Single by Alan Sorrenti

from the album Figli delle stelle
- B-side: "E tu mi porti via"
- Released: 24 November 1977
- Genre: Disco, pop
- Label: EMI
- Songwriter(s): Alan Sorrenti

Alan Sorrenti singles chronology
| "Sienteme" (1976) | "Figli delle stelle" (1977) | "Donna luna" (1978) |

Music video
- "Figli delle stelle" on YouTube

= Figli delle stelle (song) =

"Figli delle stelle" (transl. "Children of the stars") is a 1977 song written and performed by Alan Sorrenti.

== Background ==
The song was initially composed with the title "Heaven". It marked a turning point in Sorrenti's career, who had previously released critically acclaimed but commercially disappointing progressive and experimental rock albums characterized by hermetic and metaphor-rich lyrics. With this song and the eponymous album he embraced pop and disco music as well as romantic and simply constructed lyrics, and while he had a massive commercial success he also faced harsh reviews from critics.

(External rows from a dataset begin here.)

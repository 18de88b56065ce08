//! End-to-end backtest scenarios: the SMA-crossover walkthrough, stop-loss
//! and liquidation golden cases, engine invariants, and parameter-sweep
//! determinism.

mod common;

use std::collections::BTreeMap;
use std::sync::Arc;

use perpquant::engine::backtest::run_backtest;
use perpquant::engine::types::Direction;
use perpquant::experiment::grid::{GridSpec, SearchMode};
use perpquant::experiment::runner::{self, BacktestFn, ExperimentConfig, RunTask};
use perpquant::market::symbol::Symbol;
use perpquant::market::timeframe::Timeframe;
use perpquant::strategy::params::{ParamValue, Params};
use perpquant::strategy::registry::StrategyRegistry;
use perpquant::strategy::StrategyInstance;

use common::{
    broker_config, candles_from_bars, candles_from_closes, market_data, synthetic_closes,
    EnterLongWithStops,
};

fn build_sma(fast: i64, slow: i64) -> StrategyInstance {
    let registry = StrategyRegistry::with_builtins();
    let overrides = Params::new().with("fast", fast).with("slow", slow);
    registry.build("sma_cross", &overrides).unwrap().0
}

/// SMA crossover on the canonical ten-bar ramp: one long round trip,
/// entered around bar 3 and exited around bar 7.
#[test]
fn sma_crossover_single_profitable_trade() {
    let closes = [10.0, 11.0, 12.0, 13.0, 14.0, 13.0, 12.0, 11.0, 10.0, 11.0];
    let mut candles = candles_from_closes(&closes);
    // Exit bar gaps up slightly before selling off.
    candles[7].open = 12.25;
    candles[7].high = 12.75;

    let data = market_data(candles);
    let result = run_backtest(&data, build_sma(2, 3), &broker_config(1_000.0, 0.0, 1.0));

    assert_eq!(result.metrics.num_trades, 1);
    let trade = &result.trade_log[0];
    assert_eq!(trade.direction, Direction::Long);
    // Crossover fires at bar 2; the fill lands on bar 3's open.
    assert_eq!(trade.entry_time, data.candles()[3].ts);
    assert_eq!(trade.exit_time, data.candles()[7].ts);
    assert!(trade.pnl_abs > 0.0, "pnl was {}", trade.pnl_abs);
    assert!(result.final_equity > 1_000.0);
}

/// Long stop-loss: SL at 95, next bar trades through it.
#[test]
fn long_stop_loss_fills_at_stop() {
    let data = market_data(candles_from_bars(&[
        (100.0, 100.5, 99.5, 100.0),
        (100.0, 101.0, 94.0, 100.0),
        (100.0, 100.5, 99.5, 100.0),
    ]));
    let strategy = StrategyInstance::Imperative(Box::new(EnterLongWithStops {
        stop_loss: Some(95.0),
        take_profit: None,
    }));
    let result = run_backtest(&data, strategy, &broker_config(1_000.0, 0.0, 1.0));

    assert_eq!(result.trade_log.len(), 1);
    let trade = &result.trade_log[0];
    assert_eq!(trade.exit_reason, "stop_loss");
    assert_eq!(trade.exit_price, 95.0);
    assert!((trade.pnl_pct - (-5.0)).abs() < 1e-9);
}

/// SL and TP both inside one bar: the stop-loss wins.
#[test]
fn same_bar_stop_and_target_resolves_to_stop() {
    let data = market_data(candles_from_bars(&[
        (100.0, 100.5, 99.5, 100.0),
        (100.0, 111.0, 94.0, 100.0),
    ]));
    let strategy = StrategyInstance::Imperative(Box::new(EnterLongWithStops {
        stop_loss: Some(95.0),
        take_profit: Some(110.0),
    }));
    let result = run_backtest(&data, strategy, &broker_config(1_000.0, 0.0, 1.0));

    assert_eq!(result.trade_log.len(), 1);
    assert_eq!(result.trade_log[0].exit_reason, "stop_loss");
    assert_eq!(result.trade_log[0].exit_price, 95.0);
}

/// 10x long liquidates at entry·(1 − 1/leverage + maintenance) = 90.5.
#[test]
fn leveraged_long_liquidation() {
    let data = market_data(candles_from_bars(&[
        (100.0, 100.5, 99.5, 100.0),
        (100.0, 100.5, 90.0, 92.0),
        (92.0, 93.0, 91.0, 92.5),
    ]));
    let strategy = StrategyInstance::Imperative(Box::new(EnterLongWithStops {
        stop_loss: None,
        take_profit: None,
    }));
    let result = run_backtest(&data, strategy, &broker_config(1_000.0, 0.0, 10.0));

    assert_eq!(result.liquidation_events.len(), 1);
    let trade = &result.trade_log[0];
    assert!(trade.is_liquidation);
    assert!((trade.exit_price - 90.5).abs() < 1e-9);
    // Only the maintenance margin survives — cash is close to zero.
    assert!(result.final_cash < 100.0);
    assert!(result.final_cash >= 0.0);
}

/// Engine invariants over a busy synthetic run: per-bar equity identity,
/// trade accounting, exit ordering, and liquidation bookkeeping.
#[test]
fn engine_invariants_hold_on_synthetic_run() {
    let data = market_data(candles_from_closes(&synthetic_closes(300)));
    let result = run_backtest(&data, build_sma(5, 20), &broker_config(10_000.0, 0.0005, 3.0));

    // Equity curve: initial point plus one mark per bar, in order.
    assert_eq!(result.equity_curve.len(), 301);
    for pair in result.equity_curve.windows(2) {
        assert!(pair[0].ts <= pair[1].ts);
    }

    for trade in &result.trade_log {
        assert!(trade.exit_time >= trade.entry_time);
        assert!(trade.size > 0.0);
        assert!(trade.fee >= 0.0);
        assert!(trade.mae_pct <= trade.mfe_pct + 1e-9);
    }

    let liquidation_trades = result.trade_log.iter().filter(|t| t.is_liquidation).count();
    assert_eq!(liquidation_trades, result.liquidation_events.len());

    // Net trade PnL reconciles with the cash delta.
    let pnl_sum: f64 = result.trade_log.iter().map(|t| t.pnl_abs).sum();
    assert!(
        (pnl_sum - (result.final_equity - 10_000.0)).abs() < 1e-6,
        "pnl {pnl_sum} vs equity delta {}",
        result.final_equity - 10_000.0
    );

    // Profit factor classification matches the trade log.
    let wins = result.trade_log.iter().filter(|t| t.pnl_abs > 0.0).count();
    let losses = result.trade_log.iter().filter(|t| t.pnl_abs < 0.0).count();
    if result.trade_log.is_empty() {
        assert!(result.metrics.profit_factor.is_nan());
    } else if losses == 0 && wins > 0 {
        assert!(result.metrics.profit_factor.is_infinite());
    } else if losses > 0 {
        assert!(result.metrics.profit_factor.is_finite());
        assert!(result.metrics.profit_factor >= 0.0);
    }
}

/// Repeated identical runs must be bit-identical.
#[test]
fn repeated_backtests_are_identical() {
    let data = market_data(candles_from_closes(&synthetic_closes(200)));
    let config = broker_config(10_000.0, 0.001, 2.0);
    let a = run_backtest(&data, build_sma(5, 20), &config);
    let b = run_backtest(&data, build_sma(5, 20), &config);

    assert_eq!(
        serde_json::to_string(&a.trade_log).unwrap(),
        serde_json::to_string(&b.trade_log).unwrap()
    );
    assert_eq!(
        serde_json::to_string(&a.equity_curve).unwrap(),
        serde_json::to_string(&b.equity_curve).unwrap()
    );
    assert_eq!(a.final_equity, b.final_equity);
}

fn sweep_backtest_fn() -> BacktestFn {
    Arc::new(|task: &RunTask| {
        let registry = StrategyRegistry::with_builtins();
        let (strategy, _params) = registry
            .build(&task.strategy_id, &task.params)
            .map_err(anyhow::Error::from)?;
        let data = market_data(candles_from_closes(&synthetic_closes(250)));
        let result = run_backtest(&data, strategy, &broker_config(10_000.0, 0.0005, 1.0));
        Ok(runner::metric_map(&result.metrics))
    })
}

/// Parameter-sweep determinism: the same grid over the same data yields
/// identical per-combination metrics and the same best run.
#[tokio::test(flavor = "multi_thread", worker_threads = 4)]
async fn parameter_sweep_is_deterministic() {
    let mut config = ExperimentConfig::new(
        "sweep-determinism",
        "sma_cross",
        vec![Symbol::new("BTC", "USDT")],
        Timeframe::H1,
    );
    config.param_grid.insert(
        "fast".to_string(),
        GridSpec::Values(vec![ParamValue::Int(5), ParamValue::Int(10)]),
    );
    config.param_grid.insert(
        "slow".to_string(),
        GridSpec::Values(vec![ParamValue::Int(20), ParamValue::Int(30)]),
    );
    config.search = SearchMode::Grid;
    config.optimization_metric = "total_return".to_string();
    config.parallel_workers = 4;

    let first = runner::run(&config, sweep_backtest_fn()).await.unwrap();
    let second = runner::run(&config, sweep_backtest_fn()).await.unwrap();

    assert_eq!(first.completed, 4);
    assert_eq!(second.completed, 4);

    let by_task = |result: &runner::ExperimentResult| -> BTreeMap<String, BTreeMap<String, f64>> {
        result
            .runs
            .iter()
            .map(|r| (r.task_id.clone(), r.metrics.clone().unwrap_or_default()))
            .collect()
    };
    assert_eq!(by_task(&first), by_task(&second));

    let best_a = first.best.unwrap();
    let best_b = second.best.unwrap();
    assert_eq!(best_a.task_id, best_b.task_id);
    assert_eq!(
        best_a.metrics.unwrap()["total_return"],
        best_b.metrics.unwrap()["total_return"]
    );
}

/// Zero-bar data: a result with an empty trade log and a single equity
/// point, never a panic.
#[test]
fn zero_bars_yield_empty_result() {
    let data = market_data(vec![]);
    let result = run_backtest(&data, build_sma(2, 3), &broker_config(1_000.0, 0.0, 1.0));
    assert!(result.trade_log.is_empty());
    assert_eq!(result.equity_curve.len(), 1);
    assert_eq!(result.equity_curve[0].equity, 1_000.0);
}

Artists who covered the song include Gianni Morandi, Claudio Baglioni, Irene Grandi and Mario Venuti.

==Track listing==

- 7" single - EMI – 3C 006-18307
1. "Figli delle stelle" (Alan Sorrenti) - 4:33
2. "E tu mi porti via" (Alan Sorrenti) - 3:50

==Charts==

| Chart | Peak position |
|---|---|
| Italy (Musica e dischi) | 1 |

==Certifications==

| Region | Certification | Certified units/sales |
| Italy (FIMI) certification for digital sales and streaming since January 2009 | Platinum | 100,000^{‡} |
^{‡} Sales+streaming figures based on certification alone.